[Problem details] Transcribe each entry so that it matches the original exactly.

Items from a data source
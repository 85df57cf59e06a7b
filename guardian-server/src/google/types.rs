//! Google Routes API request and response DTOs.
//!
//! The response types only cover the fields requested through the field
//! mask. Google omits empty fields instead of sending nulls, so nearly
//! everything is optional.

use serde::{Deserialize, Serialize};

/// Body of a `computeRoutes` request.
#[derive(Debug, Clone, Serialize)]
#[serde(rename_all = "camelCase")]
pub struct ComputeRoutesRequest {
    pub origin: Waypoint,
    pub destination: Waypoint,
    /// Always "TRANSIT" for this service.
    pub travel_mode: &'static str,
    /// RFC 3339 timestamp in UTC, e.g. "2024-03-15T14:00:00Z".
    pub departure_time: String,
    pub language_code: String,
    pub region_code: String,
}

/// Either a free-text address or a coordinate pair.
#[derive(Debug, Clone, PartialEq, Serialize)]
#[serde(rename_all = "camelCase")]
pub enum Waypoint {
    Address(String),
    Location {
        #[serde(rename = "latLng")]
        lat_lng: LatLng,
    },
}

/// Coordinates in degrees.
#[derive(Debug, Clone, Copy, PartialEq, Serialize, Deserialize)]
#[serde(rename_all = "camelCase")]
pub struct LatLng {
    pub latitude: f64,
    pub longitude: f64,
}

/// Response from `computeRoutes`.
#[derive(Debug, Clone, Default, Deserialize)]
#[serde(rename_all = "camelCase")]
pub struct ComputeRoutesResponse {
    /// Empty or missing when there is no route at all.
    #[serde(default)]
    pub routes: Vec<Route>,
}

/// One alternative route. The first is the recommended one.
#[derive(Debug, Clone, Default, Deserialize)]
#[serde(rename_all = "camelCase")]
pub struct Route {
    /// Total travel time as seconds with an "s" suffix, e.g. "3720s".
    pub duration: Option<String>,

    pub distance_meters: Option<u64>,

    #[serde(default)]
    pub legs: Vec<RouteLeg>,
}

/// A route leg between two waypoints. Transit requests have exactly one.
#[derive(Debug, Clone, Default, Deserialize)]
#[serde(rename_all = "camelCase")]
pub struct RouteLeg {
    #[serde(default)]
    pub steps: Vec<Step>,
}

/// A single instruction: a stretch of walking or one transit ride.
#[derive(Debug, Clone, Default, Deserialize)]
#[serde(rename_all = "camelCase")]
pub struct Step {
    /// "WALK" or "TRANSIT".
    pub travel_mode: Option<String>,

    /// Present on transit steps only.
    pub transit_details: Option<TransitDetails>,
}

#[derive(Debug, Clone, Default, Deserialize)]
#[serde(rename_all = "camelCase")]
pub struct TransitDetails {
    pub stop_details: Option<StopDetails>,
    pub transit_line: Option<TransitLine>,
}

#[derive(Debug, Clone, Default, Deserialize)]
#[serde(rename_all = "camelCase")]
pub struct StopDetails {
    pub departure_stop: Option<Stop>,
    pub arrival_stop: Option<Stop>,
    /// RFC 3339 timestamp in UTC.
    pub departure_time: Option<String>,
    /// RFC 3339 timestamp in UTC.
    pub arrival_time: Option<String>,
}

#[derive(Debug, Clone, Default, Deserialize)]
pub struct Stop {
    pub name: Option<String>,
}

#[derive(Debug, Clone, Default, Deserialize)]
#[serde(rename_all = "camelCase")]
pub struct TransitLine {
    pub name: Option<String>,
    pub name_short: Option<String>,
    pub vehicle: Option<Vehicle>,
}

#[derive(Debug, Clone, Default, Deserialize)]
pub struct Vehicle {
    /// Vehicle type, e.g. "SUBWAY", "BUS", "HEAVY_RAIL".
    #[serde(rename = "type")]
    pub vehicle_type: Option<String>,
}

[Reply]
repository 85df57cf59e06a7b
filename guardian-server/src/google/types.rs
//! Google Routes API request and response DTOs.
//!
//! The response types only cover the fields requested through the field
//! mask. Google omits empty fields instead of sending nulls, so nearly
//! everything is optional.

use serde::{Deserialize, Serialize};

/// Body of a `computeRoutes` request.
#[derive(Debug, Clone, Serialize)]
#[serde(rename_all = "camelCase")]
pub struct ComputeRoutesRequest {
    pub origin: Waypoint,
    pub destination: Waypoint,
    /// Always "TRANSIT" for this service.
    pub travel_mode: &'static str,
    /// RFC 3339 timestamp in UTC, e.g. "2024-03-15T14:00:00Z".
    pub departure_time: String,
    pub language_code: String,
    pub region_code: String,
}

/// Either a free-text address or a coordinate pair.
#[derive(Debug, Clone, PartialEq, Serialize)]
#[serde(rename_all = "camelCase")]
pub enum Waypoint {
    Address(String),
    Location {
        #[serde(rename = "latLng")]
        lat_lng: LatLng,
    },
}

/// Coordinates in degrees.
#[derive(Debug, Clone, Copy, PartialEq, Serialize, Deserialize)]
#[serde(rename_all = "camelCase")]
pub struct LatLng {
    pub latitude: f64,
    pub longitude: f64,
}

/// Response from `computeRoutes`.
#[derive(Debug, Clone, Default, Deserialize)]
#[serde(rename_all = "camelCase")]
pub struct ComputeRoutesResponse {
    /// Empty or missing when there is no route at all.
    #[serde(default)]
    pub routes: Vec<Route>,
}

/// One alternative route. The first is the recommended one.
#[derive(Debug, Clone, Default, Deserialize)]
#[serde(rename_all = "camelCase")]
pub struct Route {
    /// Total travel time as seconds with an "s" suffix, e.g. "3720s".
    pub duration: Option<String>,

    pub distance_meters: Option<u64>,

    #[serde(default)]
    pub legs: Vec<RouteLeg>,
}

/// A route leg between two waypoints. Transit requests have exactly one.
#[derive(Debug, Clone, Default, Deserialize)]
#[serde(rename_all = "camelCase")]
pub struct RouteLeg {
    #[serde(default)]
    pub steps: Vec<Step>,
}

/// A single instruction: a stretch of walking or one transit ride.
#[derive(Debug, Clone, Default, Deserialize)]
#[serde(rename_all = "camelCase")]
pub struct Step {
    /// "WALK" or "TRANSIT".
    pub travel_mode: Option<String>,

    /// Present on transit steps only.
    pub transit_details: Option<TransitDetails>,
}

#[derive(Debug, Clone, Default, Deserialize)]
#[serde(rename_all = "camelCase")]
pub struct TransitDetails {
    pub stop_details: Option<StopDetails>,
    pub transit_line: Option<TransitLine>,
}

#[derive(Debug, Clone, Default, Deserialize)]
#[serde(rename_all = "camelCase")]
pub struct StopDetails {
    pub departure_stop: Option<Stop>,
    pub arrival_stop: Option<Stop>,
    /// RFC 3339 timestamp in UTC.
    pub departure_time: Option<String>,
    /// RFC 3339 timestamp in UTC.
    pub arrival_time: Option<String>,
}

#[derive(Debug, Clone, Default, Deserialize)]
pub struct Stop {
    pub name: Option<String>,
}

#[derive(Debug, Clone, Default, Deserialize)]
#[serde(rename_all = "camelCase")]
pub struct TransitLine {
    pub name: Option<String>,
    pub name_short: Option<String>,
    pub vehicle: Option<Vehicle>,
}

#[derive(Debug, Clone, Default, Deserialize)]
pub struct Vehicle {
    /// Vehicle type, e.g. "SUBWAY", "BUS", "HEAVY_RAIL".
    #[serde(rename = "type")]
    pub vehicle_type: Option<String>,
}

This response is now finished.